Wrong Question

When reading familiar stories of Jesus’ earthly exploits, I have found it necessary to slow w-a-y down to fully understand the intricacies of the events.  The feeding of the 5000 in John 6 is a case in point.  Our attention is usually drawn to how five barley loaves and two fish could be miraculously multiplied to feed not only 5000 men, but women and children as well.  I visualize everyone with full stomachs, relaxing and talking among themselves while the disciples are busy collecting 12 baskets of leftovers.  I identify with eating more than I should because I was so hungry to begin with and the food was plentiful.  I’m probably not paying attention to the waitstaff, what they do with the dishes, or when/where they disappear.  That is exactly what happened when the disciples got into their boat and Jesus went to the mountain top to pray.  No one noticed.

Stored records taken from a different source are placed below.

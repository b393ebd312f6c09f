//! Streaming calls through `Exchange`.

use std::collections::HashSet;
use std::time::Duration;

use tokio::sync::mpsc;
use tokio_stream::wrappers::UnboundedReceiverStream;

use crate::common::*;

#[tokio::test]
async fn test_exchange_answers_every_message_then_ends() {
    let mut gateway = start_gateway(
        config(&[(EXCHANGE_URL, "FooStream")], 30_000, 1_000),
        Processing::Echo,
    )
    .await;

    let (tx, rx) = mpsc::unbounded_channel();
    let mut replies = gateway
        .client
        .exchange(UnboundedReceiverStream::new(rx))
        .await
        .unwrap()
        .into_inner();

    for id in ["a", "b", "c"] {
        tx.send(event(&format!(r#"{{"id":"{id}"}}"#), &[("message.id", id)]))
            .unwrap();
    }
    drop(tx);

    let mut seen = HashSet::new();
    let collect = async {
        while let Some(reply) = replies.message().await.unwrap() {
            assert!(result_payload(&reply).is_some());
            seen.insert(reply.correlation_id);
        }
    };
    tokio::time::timeout(Duration::from_secs(5), collect)
        .await
        .unwrap();

    let expected: HashSet<String> = ["a", "b", "c"].iter().map(|s| s.to_string()).collect();
    assert_eq!(seen, expected);

    gateway.stop().await;
}

#[tokio::test]
async fn test_exchange_expired_entry_does_not_end_stream() {
    let mut gateway = start_gateway(
        config(&[(EXCHANGE_URL, "FooStream")], 200, 50),
        Processing::Silent,
    )
    .await;
    let endpoint = gateway.endpoints[0].clone();

    let (tx, rx) = mpsc::unbounded_channel();
    let mut replies = gateway
        .client
        .exchange(UnboundedReceiverStream::new(rx))
        .await
        .unwrap()
        .into_inner();

    tx.send(event(r#"{"n":1}"#, &[("message.id", "old")])).unwrap();

    let expired = tokio::time::timeout(Duration::from_secs(5), replies.message())
        .await
        .unwrap()
        .unwrap()
        .unwrap();
    assert_eq!(expired.correlation_id, "old");
    assert_eq!(failure_kind(&expired), Some(FailureKind::Timeout));

    // The stream is still usable after one of its calls expired.
    tx.send(event(r#"{"n":2}"#, &[("message.id", "new")])).unwrap();
    drop(tx);

    for _ in 0..100 {
        if endpoint.table().contains("new").await {
            break;
        }
        tokio::time::sleep(Duration::from_millis(5)).await;
    }
    let pending = endpoint.table().claim("new").await.unwrap();
    pending.complete(eventgate::broker::Completion::Result(event("done", &[])));

    let answered = replies.message().await.unwrap().unwrap();
    assert_eq!(answered.correlation_id, "new");
    assert_eq!(result_payload(&answered), Some("done"));
    assert!(replies.message().await.unwrap().is_none());

    gateway.stop().await;
}

#[tokio::test]
async fn test_exchange_rejects_message_for_unknown_stream() {
    let mut gateway = start_gateway(
        config(
            &[(PROCESS_URL, "BarStream"), (EXCHANGE_URL, "FooStream")],
            30_000,
            1_000,
        ),
        Processing::Echo,
    )
    .await;

    let (tx, rx) = mpsc::unbounded_channel();
    let mut replies = gateway
        .client
        .exchange(UnboundedReceiverStream::new(rx))
        .await
        .unwrap()
        .into_inner();

    tx.send(event(
        r#"{"n":1}"#,
        &[("message.id", "lost"), ("stream.id", "Nowhere")],
    ))
    .unwrap();
    drop(tx);

    let reply = replies.message().await.unwrap().unwrap();
    assert_eq!(reply.correlation_id, "lost");
    assert_eq!(failure_kind(&reply), Some(FailureKind::Rejected));
    assert!(replies.message().await.unwrap().is_none());

    gateway.stop().await;
}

When Jesus finished praying, it was well beyond dark.  He and His disciples had preplanned to meet in Capernaum, so He set out on foot, walking across the Sea of Galilee, the shortest distance. He walked three and a half miles through rough waters before catching up to them in the stalled boat, tossing about in high waves.  Jesus was going to walk past them until they cried out in fear. This is another familiar story we usually read in isolation rather than in context about Jesus climbing into the boat, commanding the wind and waves to be still, and immediately being translated to their destination.  What a day and night!

It was not until the next day when the crowd roused themselves from their sleep and food stupor that they realized Jesus and the disciples were gone.  So, they set off over land and by boat to try to find them.  Upon discovering Jesus in Capernaum, their first question was “Rabbi, when did you get here?” (John 6:25b) Jesus ignored the question.  Wrong question.  They were focused on the handout that satisfied growling stomachs, rather than the fact that Jesus was the spiritual food of life.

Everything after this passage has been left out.